Source URL: https://it.slashdot.org/story/24/10/19/0114211/microsoft-says-it-lost-weeks-of-security-logs-for-its-customers-cloud-products?utm_source=rss1.0mainlinkanon&utm_medium=feed
Source: Slashdot
Title: Microsoft Says It Lost Weeks of Security Logs For Its Customers’ Cloud Products
Feedly Summary:
AI Summary and Description: Yes
Summary: Microsoft has suffered a significant logging outage across its cloud products, which lasted for over two weeks, impacting critical security data for customers.

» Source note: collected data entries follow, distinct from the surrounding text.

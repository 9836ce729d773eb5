use anyhow::anyhow;
use chrono::{DateTime, Utc};
use sea_orm::{
    ActiveModelTrait, ActiveValue::Set, ConnectionTrait, DatabaseConnection, DbErr, EntityTrait,
    FromQueryResult, IntoActiveModel, QuerySelect, Statement, TransactionError, TransactionTrait,
    Value,
};
use serde_json::{Map, Number, Value as Json};

use fitfusion_cascade_schema::documents;
use fitfusion_core::serde::format_rfc3339_ms;

use crate::domain::plan::{BatchCommit, FieldUpdate, OpKind, PlannedOp};
use crate::domain::repository::StoreGateway;
use crate::domain::types::{Collection, Document, FieldValue, Fields, Filter, FilterOp};
use crate::error::StoreError;

/// Document store on Postgres: one `documents` row per document, body in a
/// `jsonb` column.
#[derive(Clone)]
pub struct DbStoreGateway {
    pub db: DatabaseConnection,
}

impl StoreGateway for DbStoreGateway {
    async fn get_document(
        &self,
        collection: Collection,
        id: &str,
    ) -> Result<Option<Document>, StoreError> {
        let model = documents::Entity::find_by_id((collection.as_str().to_owned(), id.to_owned()))
            .one(&self.db)
            .await
            .map_err(store_error)?;
        Ok(model.map(document_from_model))
    }

    async fn query_where(
        &self,
        collection: Collection,
        filters: &[Filter],
    ) -> Result<Vec<Document>, StoreError> {
        let mut sql = String::from("SELECT collection, id, fields FROM documents WHERE collection = $1");
        let mut values: Vec<Value> = vec![collection.as_str().into()];
        for filter in filters {
            let (clause, value) = filter_sql(filter, values.len() + 1)?;
            sql.push_str(" AND ");
            sql.push_str(&clause);
            values.extend(value);
        }
        sql.push_str(" ORDER BY id");

        let models = documents::Entity::find()
            .from_raw_sql(Statement::from_sql_and_values(
                self.db.get_database_backend(),
                &sql,
                values,
            ))
            .all(&self.db)
            .await
            .map_err(store_error)?;
        Ok(models.into_iter().map(document_from_model).collect())
    }

    async fn commit_batch(&self, ops: &[PlannedOp]) -> Result<BatchCommit, StoreError> {
        let ops = ops.to_vec();
        self.db
            .transaction::<_, BatchCommit, DbErr>(|txn| {
                Box::pin(async move {
                    let mut commit = BatchCommit::default();
                    for op in &ops {
                        let key = (op.collection.as_str().to_owned(), op.id.clone());
                        match &op.kind {
                            OpKind::Delete => {
                                let result = documents::Entity::delete_by_id(key).exec(txn).await?;
                                if result.rows_affected > 0 {
                                    commit.applied += 1;
                                } else {
                                    commit.missing += 1;
                                }
                            }
                            OpKind::Update(updates) => {
                                let Some(model) = documents::Entity::find_by_id(key)
                                    .lock_exclusive()
                                    .one(txn)
                                    .await?
                                else {
                                    commit.missing += 1;
                                    continue;
                                };
                                let mut body = match &model.fields {
                                    Json::Object(map) => map.clone(),
                                    _ => Map::new(),
                                };
                                for (name, update) in updates {
                                    match update {
                                        FieldUpdate::Set(value) => {
                                            body.insert(name.clone(), field_to_json(value));
                                        }
                                        FieldUpdate::Delete => {
                                            body.remove(name);
                                        }
                                    }
                                }
                                let mut active = model.into_active_model();
                                active.fields = Set(Json::Object(body));
                                active.update(txn).await?;
                                commit.applied += 1;
                            }
                        }
                    }
                    Ok(commit)
                })
            })
            .await
            .map_err(batch_error)
    }

    async fn server_now(&self) -> Result<DateTime<Utc>, StoreError> {
        #[derive(FromQueryResult)]
        struct NowRow {
            now: DateTime<Utc>,
        }

        let row = NowRow::find_by_statement(Statement::from_string(
            self.db.get_database_backend(),
            "SELECT now() AS now",
        ))
        .one(&self.db)
        .await
        .map_err(store_error)?
        .ok_or_else(|| StoreError::Other(anyhow!("server clock query returned no row")))?;
        Ok(row.now)
    }
}

fn store_error(e: DbErr) -> StoreError {
    match e {
        DbErr::Conn(_) | DbErr::ConnectionAcquire(_) => StoreError::Unavailable(e.to_string()),
        other => StoreError::Other(anyhow::Error::new(other)),
    }
}

/// Lost connections stay `Unavailable` even inside the transaction; any other
/// in-transaction failure rolled the batch back.
fn batch_error(e: TransactionError<DbErr>) -> StoreError {
    match e {
        TransactionError::Connection(e)
        | TransactionError::Transaction(e @ (DbErr::Conn(_) | DbErr::ConnectionAcquire(_))) => {
            store_error(e)
        }
        TransactionError::Transaction(e) => StoreError::Conflict(e.to_string()),
    }
}

/// SQL predicate for one filter, plus the value bound to placeholder `$n`
/// when it needs one.
///
/// String equality and range predicates read `fields->>'name'`, the
/// expressions the migrations index. Nothing here casts stored text, so a
/// malformed value is skipped by the scan instead of failing it.
fn filter_sql(filter: &Filter, n: usize) -> Result<(String, Option<Value>), StoreError> {
    let field = filter.field;
    if field.is_empty() || !field.chars().all(|c| c.is_ascii_alphanumeric() || c == '_') {
        return Err(StoreError::Other(anyhow!("unsupported field name {field:?}")));
    }
    let sql = match (filter.op, &filter.value) {
        (FilterOp::Eq, FieldValue::String(s)) => (
            format!("jsonb_typeof(fields->'{field}') = 'string' AND fields->>'{field}' = ${n}"),
            Some(s.clone().into()),
        ),
        // Inlined so the partial index predicate on `isPublic` matches.
        (FilterOp::Eq, FieldValue::Bool(b)) => (format!("fields->'{field}' = '{b}'::jsonb"), None),
        (FilterOp::Eq, value) => (
            format!("fields->'{field}' = ${n}"),
            Some(field_to_json(value).into()),
        ),
        (op, FieldValue::Int(i)) => numeric_range(field, op, n, *i as f64),
        (op, FieldValue::Float(f)) => numeric_range(field, op, n, *f),
        // Timestamps are stored as fixed-width UTC strings, so byte order
        // is time order. Values that do not start like a date never match.
        (op, FieldValue::Timestamp(t)) => (
            format!(
                "jsonb_typeof(fields->'{field}') = 'string' \
                 AND fields->>'{field}' ~ '^[0-9]{{4}}-' \
                 AND (fields->>'{field}') COLLATE \"C\" {} ${n}",
                sql_op(op)
            ),
            Some(format_rfc3339_ms(t).into()),
        ),
        (op, FieldValue::String(s)) => (
            format!(
                "jsonb_typeof(fields->'{field}') = 'string' AND fields->>'{field}' {} ${n}",
                sql_op(op)
            ),
            Some(s.clone().into()),
        ),
        (_, other) => {
            return Err(StoreError::Other(anyhow!(
                "range filter on {field} with non-comparable value {other:?}"
            )));
        }
    };
    Ok(sql)
}

/// `CASE` keeps the cast behind the type check; `AND` has no evaluation order.
fn numeric_range(field: &str, op: FilterOp, n: usize, bound: f64) -> (String, Option<Value>) {
    (
        format!(
            "CASE WHEN jsonb_typeof(fields->'{field}') = 'number' \
             THEN (fields->>'{field}')::double precision END {} ${n}",
            sql_op(op)
        ),
        Some(bound.into()),
    )
}

fn sql_op(op: FilterOp) -> &'static str {
    match op {
        FilterOp::Eq => "=",
        FilterOp::Lt => "<",
        FilterOp::Gt => ">",
    }
}

fn document_from_model(model: documents::Model) -> Document {
    let fields = match model.fields {
        Json::Object(map) => map
            .into_iter()
            .map(|(k, v)| (k, field_from_json(v)))
            .collect(),
        _ => Fields::new(),
    };
    Document {
        id: model.id,
        fields,
    }
}

/// Timestamps are stored as RFC 3339 strings with millisecond precision.
fn field_to_json(value: &FieldValue) -> Json {
    match value {
        FieldValue::Null => Json::Null,
        FieldValue::Bool(b) => Json::Bool(*b),
        FieldValue::Int(i) => Json::from(*i),
        FieldValue::Float(f) => Number::from_f64(*f).map_or(Json::Null, Json::Number),
        FieldValue::String(s) => Json::String(s.clone()),
        FieldValue::Timestamp(t) => Json::String(format_rfc3339_ms(t)),
        FieldValue::Array(items) => Json::Array(items.iter().map(field_to_json).collect()),
        FieldValue::Map(map) => Json::Object(
            map.iter()
                .map(|(k, v)| (k.clone(), field_to_json(v)))
                .collect(),
        ),
    }
}

fn field_from_json(value: Json) -> FieldValue {
    match value {
        Json::Null => FieldValue::Null,
        Json::Bool(b) => FieldValue::Bool(b),
        Json::Number(n) => match n.as_i64() {
            Some(i) => FieldValue::Int(i),
            None => FieldValue::Float(n.as_f64().unwrap_or(f64::NAN)),
        },
        Json::String(s) => FieldValue::String(s),
        Json::Array(items) => FieldValue::Array(items.into_iter().map(field_from_json).collect()),
        Json::Object(map) => FieldValue::Map(
            map.into_iter()
                .map(|(k, v)| (k, field_from_json(v)))
                .collect(),
        ),
    }
}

This incident raises concerns about cloud security and the implications of missing log data for network defenders tasked with detecting intrusions.
Detailed Description:
– Microsoft informed its cloud product customers that due to a bug in an internal monitoring agent, there was a failure in the upload of security logs from September 2 to September 19, which lasted for more than two weeks.
– The company assured customers that this outage was not related to any security incident but only impacted the logging of events, which is crucial for identifying possible unauthorized access.

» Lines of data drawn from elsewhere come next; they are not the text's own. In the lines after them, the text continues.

use chrono::{DateTime, Utc};

use fitfusion_cascade::domain::types::{Collection, FieldValue, fields, fields_of};
use fitfusion_cascade::infra::memory::{InMemoryIdentity, InMemoryStore};
use fitfusion_cascade::state::AppState;
use fitfusion_domain::id::OwnerId;

pub const MAX_BATCH_OPS: usize = 500;

pub fn owner(id: &str) -> OwnerId {
    OwnerId::new(id).unwrap()
}

pub fn app_state(store: &InMemoryStore, identity: &InMemoryIdentity) -> AppState<InMemoryStore, InMemoryIdentity> {
    AppState {
        store: store.clone(),
        identity: identity.clone(),
        max_batch_ops: MAX_BATCH_OPS,
    }
}

pub fn seed_trainer(store: &InMemoryStore, id: &str) {
    store.insert(Collection::Users, id, fields_of([(fields::ROLE, "trainer")]));
}

/// Owner record, client profile and `routines` dependents `{id}-r0..`.
pub fn seed_client(store: &InMemoryStore, id: &str, trainer: &str, routines: usize) {
    store.insert(Collection::Users, id, fields_of([(fields::ROLE, "client")]));
    store.insert(
        Collection::Clients,
        id,
        fields_of([(fields::TRAINER_ID, trainer)]),
    );
    for i in 0..routines {
        store.insert(
            Collection::Routines,
            format!("{id}-r{i}"),
            fields_of([(fields::CLIENT_ID, id), (fields::TRAINER_ID, trainer)]),
        );
    }
}

pub fn seed_shared_routine(store: &InMemoryStore, id: &str, expires_at: DateTime<Utc>) {
    store.insert(
        Collection::Routines,
        id,
        fields_of([
            (fields::IS_PUBLIC, FieldValue::Bool(true)),
            (fields::PUBLIC_TOKEN, FieldValue::from(format!("tok-{id}"))),
            (fields::PUBLIC_EXPIRES_AT, FieldValue::Timestamp(expires_at)),
        ]),
    );
}

/// The U1/T1 scenario: trainer T1, a second trainer T2, client U1 with three
/// routines.
pub fn scenario() -> (InMemoryStore, InMemoryIdentity) {
    let store = InMemoryStore::new();
    seed_trainer(&store, "T1");
    seed_trainer(&store, "T2");
    seed_client(&store, "U1", "T1", 3);
    (store, InMemoryIdentity::new())
}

– Business Insider highlighted that the notification about this issue was not reported broadly, suggesting that it may only be available to a limited audience with tenant admin rights.
– Security researchers note that the absence of logging makes it significantly harder for network defenders to track events like sign-ins and failed attempts to log in, which are pivotal for spotting suspicious activities or potential breaches during the period of missing data.
Key Points:
– **Logging Outage Duration**: Over two weeks.
– **Dates Affected**: September 2 – September 19.
– **Root Cause**: Bug in an internal monitoring agent.
– **Nature of the Incident**: Not a security breach, but a significant lapse in log data collection.
– **Effects**: Hinders the ability of network defenders to monitor and trace unauthorized access or potential intrusions.
Overall, this incident highlights the critical importance of maintaining robust logging mechanisms in cloud environments for security and compliance, emphasizing the need for vigilance even in non-breach scenarios.